Paylaş
Allah’a isyan etmek nedir? İsyan sayılan şeyler
Question
isyan etmek ne demek islam’da
İsyan nedir, isyan sayılan şeyler nelerdir?
İsyan, İslam’da Allah’a, O’nun emir ve yasaklarına karşı gelmek, itaatsizlik etmek anlamına gelir. Kelime, genel anlamda bir otoriteye karşı başkaldırmayı ifade etse de dini bağlamda özellikle insanın yaratıcıya karşı tutumu açısından değerlendirilir. İslam’da isyan, kulun Allah’a teslimiyet ve ibadetle yükümlü olduğu halde bu yükümlülükten yüz çevirmesi ya da bilinçli olarak Allah’ın emirlerine karşı gelmesi şeklinde tanımlanır.
Allah’a isyan etmek, Allah’ın emirlerine ve yasaklarına bilerek ve isteyerek uymamak veya karşı gelmektir.

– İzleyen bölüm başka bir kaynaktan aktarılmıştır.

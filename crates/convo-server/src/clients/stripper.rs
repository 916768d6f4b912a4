use async_trait::async_trait;
use serde::{Deserialize, Serialize};

use super::{check, transport};
use crate::error::ServerError;

#[async_trait]
pub trait SignatureStripper: Send + Sync {
    /// Reply text without quoted history and the sender's signature.
    async fn strip(&self, body: &str, sender: &str) -> Result<String, ServerError>;
}

pub struct HttpSignatureStripper {
    http: reqwest::Client,
    url: String,
    api_key: String,
}

impl HttpSignatureStripper {
    pub fn new(http: reqwest::Client, url: &str, api_key: String) -> Self {
        Self {
            http,
            url: url.to_string(),
            api_key,
        }
    }
}

#[derive(Serialize)]
struct StripRequest<'a> {
    body: &'a str,
    sender: &'a str,
}

#[derive(Deserialize)]
struct StripResponse {
    body: String,
}

#[async_trait]
impl SignatureStripper for HttpSignatureStripper {
    async fn strip(&self, body: &str, sender: &str) -> Result<String, ServerError> {
        let response = self
            .http
            .post(&self.url)
            .bearer_auth(&self.api_key)
            .json(&StripRequest { body, sender })
            .send()
            .await
            .map_err(transport("stripper"))?;
        let stripped: StripResponse = check("stripper", response)
            .await?
            .json()
            .await
            .map_err(transport("stripper"))?;
        Ok(stripped.body)
    }
}

/// Cuts at the conventional `-- ` signature marker and at the first quoted
/// line.
pub struct PassthroughStripper;

#[async_trait]
impl SignatureStripper for PassthroughStripper {
    async fn strip(&self, body: &str, _sender: &str) -> Result<String, ServerError> {
        let mut kept = Vec::new();
        for line in body.lines() {
            if line == "-- " || line.starts_with('>') {
                break;
            }
            kept.push(line);
        }
        Ok(kept.join("\n"))
    }
}
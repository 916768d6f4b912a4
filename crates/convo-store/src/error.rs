use convo_shared::Key;
use thiserror::Error;

/// Errors produced by the store layer.
#[derive(Error, Debug)]
pub enum StoreError {
    /// SQLite error.
    #[error("Database error: {0}")]
    Sqlite(#[from] rusqlite::Error),

    /// A stored document could not be encoded or decoded.
    #[error("Document error: {0}")]
    Json(#[from] serde_json::Error),

    /// Failed to determine a platform data directory.
    #[error("Could not determine application data directory")]
    NoDataDir,

    /// Generic I/O error (e.g. creating the database directory).
    #[error("IO error: {0}")]
    Io(#[from] std::io::Error),

    /// A lookup by key found nothing.
    #[error("Record not found: {0}")]
    NotFound(Key),

    /// An entity read by the transaction changed before commit. Retryable.
    #[error("Transaction conflict on {0}")]
    Conflict(Key),

    /// The request context was cancelled.
    #[error("Operation cancelled")]
    Cancelled,

    /// The request context ran past its deadline.
    #[error("Deadline exceeded")]
    DeadlineExceeded,

    /// A uniqueness convention was broken (e.g. two users share an e-mail).
    #[error("Integrity violation: {0}")]
    Integrity(String),

    /// Commit or rollback without an open transaction.
    #[error("No transaction in progress")]
    NoTransaction,

    /// Migration failure.
    #[error("Migration error: {0}")]
    Migration(String),

    /// The blocking worker running a query failed.
    #[error("Background task failed: {0}")]
    Background(String),
}

impl StoreError {
    pub fn is_conflict(&self) -> bool {
        matches!(self, StoreError::Conflict(_))
    }
}

/// Convenience alias used throughout the crate.
pub type Result<T> = std::result::Result<T, StoreError>;
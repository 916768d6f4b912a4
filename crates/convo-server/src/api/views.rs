//! JSON shapes of the HTTP API. Keys are external IDs; participants are
//! rendered from the denormalized partials so no user is loaded per view.

use chrono::{DateTime, Utc};
use convo_shared::magic::MagicLink;
use convo_shared::Key;
use convo_store::{Event, Link, Message, Preview, Read, Thread, User, UserPartial};
use serde::Serialize;

#[derive(Debug, Serialize)]
pub struct PartialView {
    pub id: Key,
    pub first_name: String,
    pub last_name: String,
    pub full_name: String,
    pub avatar_url: String,
}

impl PartialView {
    fn of(partial: &UserPartial) -> Self {
        Self {
            id: partial.id,
            first_name: partial.first_name.clone(),
            last_name: partial.last_name.clone(),
            full_name: partial.full_name.clone(),
            avatar_url: partial.avatar_url.clone(),
        }
    }

    fn bare(id: Key) -> Self {
        Self {
            id,
            first_name: String::new(),
            last_name: String::new(),
            full_name: String::new(),
            avatar_url: String::new(),
        }
    }
}

fn partials_for(keys: &[Key], partials: &[UserPartial]) -> Vec<PartialView> {
    keys.iter()
        .map(|key| match partials.iter().find(|p| p.id == *key) {
            Some(partial) => PartialView::of(partial),
            None => PartialView::bare(*key),
        })
        .collect()
}

fn partial_for(key: Key, partials: &[UserPartial]) -> PartialView {
    partials_for(&[key], partials)
        .pop()
        .unwrap_or_else(|| PartialView::bare(key))
}

#[derive(Debug, Serialize)]
pub struct ReadView {
    pub id: Key,
    pub time: DateTime<Utc>,
}

fn reads(reads: &[Read]) -> Vec<ReadView> {
    reads
        .iter()
        .map(|r| ReadView {
            id: r.user,
            time: r.time,
        })
        .collect()
}

/// What anyone may see of a user.
#[derive(Debug, Serialize)]
pub struct UserView {
    pub id: Option<Key>,
    pub first_name: String,
    pub last_name: String,
    pub full_name: String,
    pub avatar_url: String,
    pub registered: bool,
}

impl From<&User> for UserView {
    fn from(user: &User) -> Self {
        Self {
            id: user.key,
            first_name: user.first_name.clone(),
            last_name: user.last_name.clone(),
            full_name: user.full_name.clone(),
            avatar_url: user.avatar_url.clone(),
            registered: user.registered,
        }
    }
}

/// The signed-in user's own record, credentials included.
#[derive(Debug, Serialize)]
pub struct SelfView {
    pub id: Option<Key>,
    pub email: String,
    pub emails: Vec<String>,
    pub first_name: String,
    pub last_name: String,
    pub full_name: String,
    pub avatar_url: String,
    pub token: String,
    pub realtime_token: String,
    pub verified: bool,
    pub registered: bool,
    pub has_password: bool,
    pub google_linked: bool,
    pub facebook_linked: bool,
    pub send_digest: bool,
    pub send_threads: bool,
    pub send_events: bool,
    pub contacts: Vec<Key>,
    pub created_at: DateTime<Utc>,
}

impl From<&User> for SelfView {
    fn from(user: &User) -> Self {
        Self {
            id: user.key,
            email: user.email.clone(),
            emails: user.emails.clone(),
            first_name: user.first_name.clone(),
            last_name: user.last_name.clone(),
            full_name: user.full_name.clone(),
            avatar_url: user.avatar_url.clone(),
            token: user.token.clone(),
            realtime_token: user.realtime_token.clone(),
            verified: user.verified,
            registered: user.registered,
            has_password: user.password.is_some(),
            google_linked: user.google_id.is_some(),
            facebook_linked: user.facebook_id.is_some(),
            send_digest: user.send_digest,
            send_threads: user.send_threads,
            send_events: user.send_events,
            contacts: user.contacts.clone(),
            created_at: user.created_at,
        }
    }
}

/// Subscription state after an unsubscribe link is followed.
#[derive(Debug, Serialize)]
pub struct SubscriptionView {
    pub send_digest: bool,
    pub send_threads: bool,
    pub send_events: bool,
}

impl From<&User> for SubscriptionView {
    fn from(user: &User) -> Self {
        Self {
            send_digest: user.send_digest,
            send_threads: user.send_threads,
            send_events: user.send_events,
        }
    }
}

#[derive(Debug, Serialize)]
pub struct ThreadView {
    pub id: Option<Key>,
    pub owner: PartialView,
    pub users: Vec<PartialView>,
    pub subject: String,
    pub preview: Option<Preview>,
    pub response_count: i64,
    pub reads: Vec<ReadView>,
    pub created_at: DateTime<Utc>,
    pub updated_at: DateTime<Utc>,
}

impl From<&Thread> for ThreadView {
    fn from(thread: &Thread) -> Self {
        Self {
            id: thread.key,
            owner: partial_for(thread.owner, &thread.user_partials),
            users: partials_for(&thread.users, &thread.user_partials),
            subject: thread.subject.clone(),
            preview: thread.preview.clone(),
            response_count: thread.response_count,
            reads: reads(&thread.reads),
            created_at: thread.created_at,
            updated_at: thread.updated_at,
        }
    }
}

#[derive(Debug, Serialize)]
pub struct EventView {
    pub id: Option<Key>,
    pub owner: PartialView,
    pub hosts: Vec<PartialView>,
    pub users: Vec<PartialView>,
    pub rsvps: Vec<PartialView>,
    pub name: String,
    pub description: String,
    pub timestamp: DateTime<Utc>,
    pub place_id: String,
    pub address: String,
    pub lat: f64,
    pub lng: f64,
    pub utc_offset: i32,
    pub guests_can_invite: bool,
    pub past: bool,
    pub reads: Vec<ReadView>,
    pub created_at: DateTime<Utc>,
    pub updated_at: DateTime<Utc>,
}

impl From<&Event> for EventView {
    fn from(event: &Event) -> Self {
        Self {
            id: event.key,
            owner: partial_for(event.owner, &event.user_partials),
            hosts: partials_for(&event.hosts, &event.user_partials),
            users: partials_for(&event.users, &event.user_partials),
            rsvps: partials_for(&event.rsvps, &event.user_partials),
            name: event.name.clone(),
            description: event.description.clone(),
            timestamp: event.timestamp,
            place_id: event.place_id.clone(),
            address: event.address.clone(),
            lat: event.lat,
            lng: event.lng,
            utc_offset: event.utc_offset,
            guests_can_invite: event.guests_can_invite,
            past: event.is_past(Utc::now()),
            reads: reads(&event.reads),
            created_at: event.created_at,
            updated_at: event.updated_at,
        }
    }
}

#[derive(Debug, Serialize)]
pub struct MessageView {
    pub id: Option<Key>,
    pub parent: Key,
    pub author: Key,
    pub body: String,
    pub photos: Vec<String>,
    pub link: Option<Link>,
    pub reads: Vec<ReadView>,
    pub created_at: DateTime<Utc>,
}

impl From<&Message> for MessageView {
    fn from(message: &Message) -> Self {
        Self {
            id: message.key,
            parent: message.parent,
            author: message.author,
            body: message.body.clone(),
            photos: message.photos.clone(),
            link: message.link.clone(),
            reads: reads(&message.reads),
            created_at: message.created_at,
        }
    }
}

/// A shareable link with the parts a client posts back.
#[derive(Debug, Serialize)]
pub struct LinkView {
    pub url: String,
    pub subject: String,
    pub timestamp: String,
    pub signature: String,
}

impl LinkView {
    pub fn new(link: &MagicLink, host: &str) -> Self {
        Self {
            url: link.url(host),
            subject: link.subject.clone(),
            timestamp: link.timestamp.clone(),
            signature: link.signature.clone(),
        }
    }
}

pub fn many<'a, T: 'a, V: From<&'a T>>(items: &'a [T]) -> Vec<V> {
    items.iter().map(V::from).collect()
}
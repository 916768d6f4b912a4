use std::sync::Arc;

use convo_shared::magic::MagicSigner;
use convo_store::Datastore;

use crate::clients::Clients;
use crate::config::ServerConfig;

/// The service object graph shared by handlers and background workers.
/// Everything in it is immutable after boot or internally synchronized.
#[derive(Clone)]
pub struct AppState {
    pub ds: Datastore,
    pub config: Arc<ServerConfig>,
    pub signer: Arc<MagicSigner>,
    pub clients: Clients,
}

impl AppState {
    pub fn new(ds: Datastore, config: ServerConfig, signer: MagicSigner, clients: Clients) -> Self {
        Self {
            ds,
            config: Arc::new(config),
            signer: Arc::new(signer),
            clients,
        }
    }
}

#[cfg(test)]
pub mod testing {
    //! In-process application for service and HTTP tests.

    use std::sync::Arc;

    use convo_shared::magic::MagicSigner;
    use convo_store::{Context, Datastore, Link, User};
    use tempfile::TempDir;

    use super::AppState;
    use crate::clients::queue::JobReceiver;
    use crate::clients::{
        Clients, DiskBlobStore, LocalQueue, MemoryMailbox, MemoryPushGateway, MemorySearchIndex,
        OAuthProfile, PassthroughStripper, Place, Provider, StaticLinkPreviewer, StaticOAuth,
        StaticPlaces,
    };
    use crate::config::ServerConfig;

    pub struct TestApp {
        pub state: AppState,
        pub mailbox: Arc<MemoryMailbox>,
        pub push: Arc<MemoryPushGateway>,
        pub search: Arc<MemorySearchIndex>,
        pub jobs: JobReceiver,
        _blobs: TempDir,
    }

    impl TestApp {
        pub async fn new() -> Self {
            let blobs = TempDir::new().unwrap();
            let config = ServerConfig {
                blob_storage_path: blobs.path().to_path_buf(),
                app_host: "convo.test".into(),
                mail_domain: "mail.host".into(),
                support_email: "support@convo.test".into(),
                ..ServerConfig::default()
            };

            let mailbox = Arc::new(MemoryMailbox::default());
            let push = Arc::new(MemoryPushGateway::default());
            let search = Arc::new(MemorySearchIndex::default());
            let (queue, jobs) = LocalQueue::new();
            let previews = StaticLinkPreviewer::default().with(Link {
                url: "https://example.com".into(),
                title: "Example Domain".into(),
                description: String::new(),
                image: String::new(),
            });
            let places = StaticPlaces::default().with(
                "place-1",
                Place {
                    address: "1 Main St".into(),
                    lat: 40.0,
                    lng: -74.0,
                    utc_offset: -300,
                },
            );
            let oauth = StaticOAuth::default().with(
                Provider::Google,
                "google-token",
                OAuthProfile {
                    id: "g-1".into(),
                    email: "oauth@x.com".into(),
                    first_name: "olive".into(),
                    last_name: "auth".into(),
                    avatar_url: String::new(),
                },
            );
            let blob_store = DiskBlobStore::new(
                blobs.path().to_path_buf(),
                "http://blobs.test".into(),
                config.max_blob_size,
            )
            .await
            .unwrap();

            let clients = Clients {
                search: search.clone(),
                push: push.clone(),
                mail: mailbox.clone(),
                blobs: Arc::new(blob_store),
                places: Arc::new(places),
                previews: Arc::new(previews),
                oauth: Arc::new(oauth),
                stripper: Arc::new(PassthroughStripper),
                queue: Arc::new(queue),
            };
            let state = AppState::new(
                Datastore::in_memory().unwrap(),
                config,
                MagicSigner::new(b"test-signing-secret".to_vec()),
                clients,
            );

            Self {
                state,
                mailbox,
                push,
                search,
                jobs,
                _blobs: blobs,
            }
        }

        /// Run every queued e-mail job, including the ones queued while
        /// running them.
        pub async fn drain_jobs(&mut self) {
            while let Ok(job) = self.jobs.try_recv() {
                self.state.handle_email_job(&Context::background(), &job).await.unwrap();
            }
        }

        /// Drop queued jobs without running them.
        pub fn discard_jobs(&mut self) {
            while self.jobs.try_recv().is_ok() {}
        }

        /// A verified user with a password.
        pub async fn registered_user(&self, email: &str, first_name: &str) -> User {
            let mut user = User::new(email);
            user.first_name = first_name.into();
            user.password = Some(crate::services::identity::hash_password("password1").await.unwrap());
            user.add_email(email);
            self.state
                .commit_user(&Context::background(), &mut user)
                .await
                .unwrap();
            user
        }

        /// Let spawned fan-out tasks run.
        pub async fn settle(&self) {
            tokio::time::sleep(std::time::Duration::from_millis(50)).await;
        }
    }
}
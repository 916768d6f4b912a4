//! Domain operations.
//!
//! Every service is an `impl AppState` block: handlers, the e-mail worker,
//! inbound ingest and the digest all go through the same methods. Methods
//! that write open their own transaction with
//! [`Datastore::run_in_transaction`](convo_store::Datastore::run_in_transaction)
//! and join the caller's when one is already open. Fan-out runs only after
//! the commit.

pub mod account;
pub mod digest;
pub mod events;
pub mod identity;
pub mod inbound;
pub mod membership;
pub mod merge;
pub mod messages;
pub mod notify;
pub mod threads;
pub mod worker;
//! Account flows: registration, sign-in (password, OAuth, magic link),
//! verification, password reset, preferences, addresses and contacts.
//!
//! Every magic link is bound to state that changes when it is used, so a
//! link works once: the reset salt is the password digest, the verify salt
//! flips when the address becomes verified, and login and unsubscribe links
//! die with the user token.

use chrono::Utc;
use convo_shared::magic::{reset_salt, token_salt, verify_salt, Action};
use convo_shared::{Key, Kind};
use convo_store::{Context, Event, Thread, User, UserPartial};
use serde::Deserialize;

use super::identity::{check_password, hash_password, normalize_email, Resolved, UserRef};
use super::worker::{recipient, Channel};
use crate::clients::blob_store::blob_path;
use crate::clients::{Provider, Recipient};
use crate::error::{alarm, OpExt, ServerError};
use crate::render;
use crate::state::AppState;

#[derive(Debug, Clone, Default, Deserialize)]
pub struct Registration {
    pub email: String,
    pub password: String,
    #[serde(default)]
    pub first_name: String,
    #[serde(default)]
    pub last_name: String,
}

#[derive(Debug, Clone, Deserialize)]
pub struct Credentials {
    pub email: String,
    pub password: String,
}

#[derive(Debug, Clone, Deserialize)]
pub struct OAuthLogin {
    pub provider: Provider,
    pub token: String,
}

/// The parts of a signed link that names a user.
#[derive(Debug, Clone, Deserialize)]
pub struct SignedUserLink {
    pub user: String,
    pub timestamp: String,
    pub signature: String,
}

#[derive(Debug, Clone, Deserialize)]
pub struct EmailVerification {
    pub user: String,
    pub email: String,
    pub timestamp: String,
    pub signature: String,
}

#[derive(Debug, Clone, Deserialize)]
pub struct PasswordReset {
    pub user: String,
    pub timestamp: String,
    pub signature: String,
    pub password: String,
}

#[derive(Debug, Clone, Deserialize)]
pub struct Unsubscribe {
    pub user: String,
    pub timestamp: String,
    pub signature: String,
    /// `threads`, `events` or `digest`; absent means all three.
    #[serde(default)]
    pub channel: Option<String>,
}

#[derive(Debug, Clone, Default, Deserialize)]
pub struct ProfileUpdate {
    #[serde(default)]
    pub first_name: Option<String>,
    #[serde(default)]
    pub last_name: Option<String>,
    #[serde(default)]
    pub send_digest: Option<bool>,
    #[serde(default)]
    pub send_threads: Option<bool>,
    #[serde(default)]
    pub send_events: Option<bool>,
}

fn provider_id(user: &User, provider: Provider) -> Option<&str> {
    match provider {
        Provider::Google => user.google_id.as_deref(),
        Provider::Facebook => user.facebook_id.as_deref(),
    }
}

fn set_provider_id(user: &mut User, provider: Provider, id: &str) {
    let id = Some(id.to_string());
    match provider {
        Provider::Google => user.google_id = id,
        Provider::Facebook => user.facebook_id = id,
    }
}
//! # convo-store
//!
//! Entity store for the Convo backend, backed by SQLite.
//!
//! Entities are JSON documents keyed by kind and a server-assigned numeric ID.
//! Each document also writes a set of `(property, value)` rows that queries
//! filter on. Writes issued while a request holds a transaction are buffered
//! and applied atomically on commit, after a version check of everything the
//! transaction read.

pub mod context;
pub mod database;
pub mod datastore;
pub mod entity;
pub mod events;
pub mod messages;
pub mod migrations;
pub mod models;
pub mod notes;
pub mod query;
pub mod threads;
pub mod transaction;
pub mod users;

mod error;

pub use context::Context;
pub use database::Database;
pub use datastore::Datastore;
pub use entity::Entity;
pub use error::{Result, StoreError};
pub use models::*;
pub use query::Query;
pub use transaction::Transaction;
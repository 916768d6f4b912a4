//! E-mail job queue.
//!
//! Jobs are `{ids, type, action}` payloads. Only four (type, action) pairs
//! exist; anything else is refused when the job is built, so a malformed job
//! never reaches the queue.

use async_trait::async_trait;
use convo_shared::constants::EMAIL_QUEUE_NAME;
use serde::{Deserialize, Serialize};
use tokio::sync::mpsc;

use super::{check, transport};
use crate::error::ServerError;

#[derive(Debug, Clone, Copy, PartialEq, Eq, Serialize, Deserialize)]
pub enum JobType {
    User,
    Event,
    Thread,
}

#[derive(Debug, Clone, Copy, PartialEq, Eq, Serialize, Deserialize)]
pub enum JobAction {
    SendWelcome,
    SendInvites,
    SendUpdatedInvites,
    SendThread,
}

/// Queue payload. For event and thread jobs `ids[0]` is the aggregate and any
/// further IDs narrow the recipients to those users.
#[derive(Debug, Clone, PartialEq, Eq, Serialize, Deserialize)]
pub struct EmailJob {
    pub ids: Vec<String>,
    #[serde(rename = "type")]
    pub kind: JobType,
    pub action: JobAction,
}

impl EmailJob {
    pub fn new(kind: JobType, action: JobAction, ids: Vec<String>) -> Result<Self, ServerError> {
        let job = Self { ids, kind, action };
        job.validate()?;
        Ok(job)
    }

    pub fn validate(&self) -> Result<(), ServerError> {
        let valid = matches!(
            (self.kind, self.action),
            (JobType::User, JobAction::SendWelcome)
                | (JobType::Event, JobAction::SendInvites)
                | (JobType::Event, JobAction::SendUpdatedInvites)
                | (JobType::Thread, JobAction::SendThread)
        );
        if !valid {
            return Err(ServerError::bad_request(format!(
                "{:?} is not a valid action for {:?}",
                self.action, self.kind
            )));
        }
        if self.ids.is_empty() {
            return Err(ServerError::bad_request("job has no ids"));
        }
        Ok(())
    }
}

#[async_trait]
pub trait TaskQueue: Send + Sync {
    async fn enqueue(&self, job: &EmailJob) -> Result<(), ServerError>;
}

pub type JobReceiver = mpsc::UnboundedReceiver<EmailJob>;

/// In-process queue drained by a consumer task.
#[derive(Clone)]
pub struct LocalQueue {
    tx: mpsc::UnboundedSender<EmailJob>,
}

impl LocalQueue {
    pub fn new() -> (Self, JobReceiver) {
        let (tx, rx) = mpsc::unbounded_channel();
        (Self { tx }, rx)
    }
}

#[async_trait]
impl TaskQueue for LocalQueue {
    async fn enqueue(&self, job: &EmailJob) -> Result<(), ServerError> {
        job.validate()?;
        self.tx
            .send(job.clone())
            .map_err(|_| ServerError::Internal("email queue closed".into()))
    }
}

/// Posts jobs to the worker endpoint of a (possibly remote) server.
pub struct HttpTaskQueue {
    http: reqwest::Client,
    base_url: String,
}

impl HttpTaskQueue {
    pub fn new(http: reqwest::Client, base_url: &str) -> Self {
        Self {
            http,
            base_url: base_url.to_string(),
        }
    }
}

#[async_trait]
impl TaskQueue for HttpTaskQueue {
    async fn enqueue(&self, job: &EmailJob) -> Result<(), ServerError> {
        job.validate()?;
        let response = self
            .http
            .post(format!("{}/tasks/emails", self.base_url))
            .header("X-Appengine-QueueName", EMAIL_QUEUE_NAME)
            .json(job)
            .send()
            .await
            .map_err(transport("queue"))?;
        check("queue", response).await?;
        Ok(())
    }
}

Bu, İslam inancında Allah’ın koymuş olduğu kurallara, ahlaki ilkelere, ibadetlere ve genel anlamda O’nun isteklerine karşı gelmek anlamına gelir. Allah’a isyan etmek, günah işlemek ve O’nun hoşnut olmadığı davranışlarda bulunmak olarak değerlendirilebilir. İsyan, insanın kibir ve benlik duygusuyla hareket ederek ilahi buyruklara aykırı davranışlar sergilemesi durumunda ortaya çıkar.
Kur’an-ı Kerim’e göre, Allah’a isyan edenlerin pişman olmaları ve tövbe etmeleri gerektiği vurgulanır. Tövbe, Allah’ın rahmetine sığınmak ve O’ndan bağışlanma dilemek için önemli bir adımdır. Allah, tövbe eden kullarını affedici ve merhamet sahibi olarak nitelendirilmiştir. Bu nedenle, Allah’a isyan eden bir kişinin hatasını fark edip samimiyetle tövbe etmesi ve doğru yola dönmesi önemlidir.
İsyanın Çeşitleri
Küfre Düşüren İsyan:
Allah’ın varlığını ve birliğini inkâr etmek, O’na ortak koşmak (şirk).
Peygamberlere inanmayı reddetmek.
Kur’an-ı Kerim’in hükümlerini inkâr etmek.
Günah İşlemek:
Allah’ın yasakladığı fiilleri işlemek.
Namaz, oruç, zekât gibi farz ibadetleri terk etmek.
Haksızlık, zulüm, yalan söylemek gibi günahlar.
Allah’ın Takdirine Karşı Gelmek:
Kadere rıza göstermemek.
Allah’ın verdiği nimetlere nankörlük etmek.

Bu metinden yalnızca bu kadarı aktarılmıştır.